►

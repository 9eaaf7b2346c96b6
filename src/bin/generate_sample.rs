use std::sync::Arc;

use arrow::array::{Int64Array, StringArray};
use arrow::datatypes::{DataType, Field, Schema};
use arrow::record_batch::RecordBatch;
use parquet::arrow::ArrowWriter;

/// Minimal deterministic PRNG (xoshiro256**)
struct SimpleRng {
    state: [u64; 4],
}

impl SimpleRng {
    fn new(seed: u64) -> Self {
        let mut s = [0u64; 4];
        let mut x = seed;
        for slot in &mut s {
            x = x.wrapping_mul(6364136223846793005).wrapping_add(1);
            *slot = x;
        }
        SimpleRng { state: s }
    }

    fn next_u64(&mut self) -> u64 {
        let result = (self.state[1].wrapping_mul(5))
            .rotate_left(7)
            .wrapping_mul(9);
        let t = self.state[1] << 17;
        self.state[2] ^= self.state[0];
        self.state[3] ^= self.state[1];
        self.state[1] ^= self.state[2];
        self.state[0] ^= self.state[3];
        self.state[2] ^= t;
        self.state[3] = self.state[3].rotate_left(45);
        result
    }

    fn next_f64(&mut self) -> f64 {
        (self.next_u64() >> 11) as f64 / (1u64 << 53) as f64
    }

    fn pick<'a>(&mut self, items: &[&'a str]) -> &'a str {
        items[(self.next_u64() % items.len() as u64) as usize]
    }
}

const TECH_ROLES: &[&str] = &[
    "Backend engineer",
    "Data analyst",
    "Frontend developer",
    "Platform engineer",
    "Engineering manager",
];
const TECH_SKILLS: &[&str] = &[
    "with Python and SQL",
    "building React dashboards",
    "who can lead a small team",
    "collaborating with stakeholders",
    "shipping Java services",
];
const OTHER_ROLES: &[&str] = &[
    "Warehouse associate",
    "Line cook",
    "Landscape gardener",
    "Delivery driver",
    "Night porter",
];
const OTHER_DUTIES: &[&str] = &[
    "for weekend shifts",
    "handling pallets and stock",
    "keeping the grounds tidy",
    "on a fixed local route",
    "in a busy kitchen",
];

fn main() {
    let mut rng = SimpleRng::new(42);

    let mut ids: Vec<i64> = Vec::new();
    let mut texts: Vec<String> = Vec::new();
    let mut labels: Vec<Option<i64>> = Vec::new();

    for id in 1..=60i64 {
        let tech = rng.next_f64() < 0.5;
        let text = if tech {
            format!("{} {}", rng.pick(TECH_ROLES), rng.pick(TECH_SKILLS))
        } else {
            format!("{} {}", rng.pick(OTHER_ROLES), rng.pick(OTHER_DUTIES))
        };
        // Roughly a third of the rows are left unlabeled.
        let label = (rng.next_f64() < 0.65).then_some(i64::from(tech));

        ids.push(id);
        texts.push(text);
        labels.push(label);
    }

    // CSV
    let csv_path = "sample_data.csv";
    let mut writer = csv::Writer::from_path(csv_path).expect("Failed to create CSV file");
    writer
        .write_record(["id", "text", "label"])
        .expect("Failed to write CSV header");
    for ((id, text), label) in ids.iter().zip(&texts).zip(&labels) {
        let label = label.map(|l| l.to_string()).unwrap_or_default();
        writer
            .write_record([id.to_string().as_str(), text.as_str(), label.as_str()])
            .expect("Failed to write CSV row");
    }
    writer.flush().expect("Failed to flush CSV file");

    // Parquet
    let schema = Arc::new(Schema::new(vec![
        Field::new("id", DataType::Int64, false),
        Field::new("text", DataType::Utf8, false),
        Field::new("label", DataType::Int64, true),
    ]));

    let batch = RecordBatch::try_new(
        schema.clone(),
        vec![
            Arc::new(Int64Array::from(ids.clone())),
            Arc::new(StringArray::from(
                texts.iter().map(|s| s.as_str()).collect::<Vec<_>>(),
            )),
            Arc::new(Int64Array::from(labels.clone())),
        ],
    )
    .expect("Failed to create RecordBatch");

    let parquet_path = "sample_data.parquet";
    let file = std::fs::File::create(parquet_path).expect("Failed to create output file");
    let mut writer = ArrowWriter::try_new(file, schema, None).expect("Failed to create writer");
    writer.write(&batch).expect("Failed to write batch");
    writer.close().expect("Failed to close writer");

    let labeled = labels.iter().filter(|l| l.is_some()).count();
    println!(
        "Wrote {} rows ({labeled} labeled) to {csv_path} and {parquet_path}",
        ids.len()
    );
}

◄

_EXERCISE OBJECTIVE_
Please copy only the lines between the first line of the entries and the line with "fn new(seed: u64)", keeping those two end lines as well, exactly as written.

_REPLY TO THE TASK_
repository 9eaaf7b2346c96b6
filename src/bin/generate_sample.rs
use std::sync::Arc;

use arrow::array::{Int64Array, StringArray};
use arrow::datatypes::{DataType, Field, Schema};
use arrow::record_batch::RecordBatch;
use parquet::arrow::ArrowWriter;

/// Minimal deterministic PRNG (xoshiro256**)
struct SimpleRng {
    state: [u64; 4],
}

impl SimpleRng {
    fn new(seed: u64) -> Self {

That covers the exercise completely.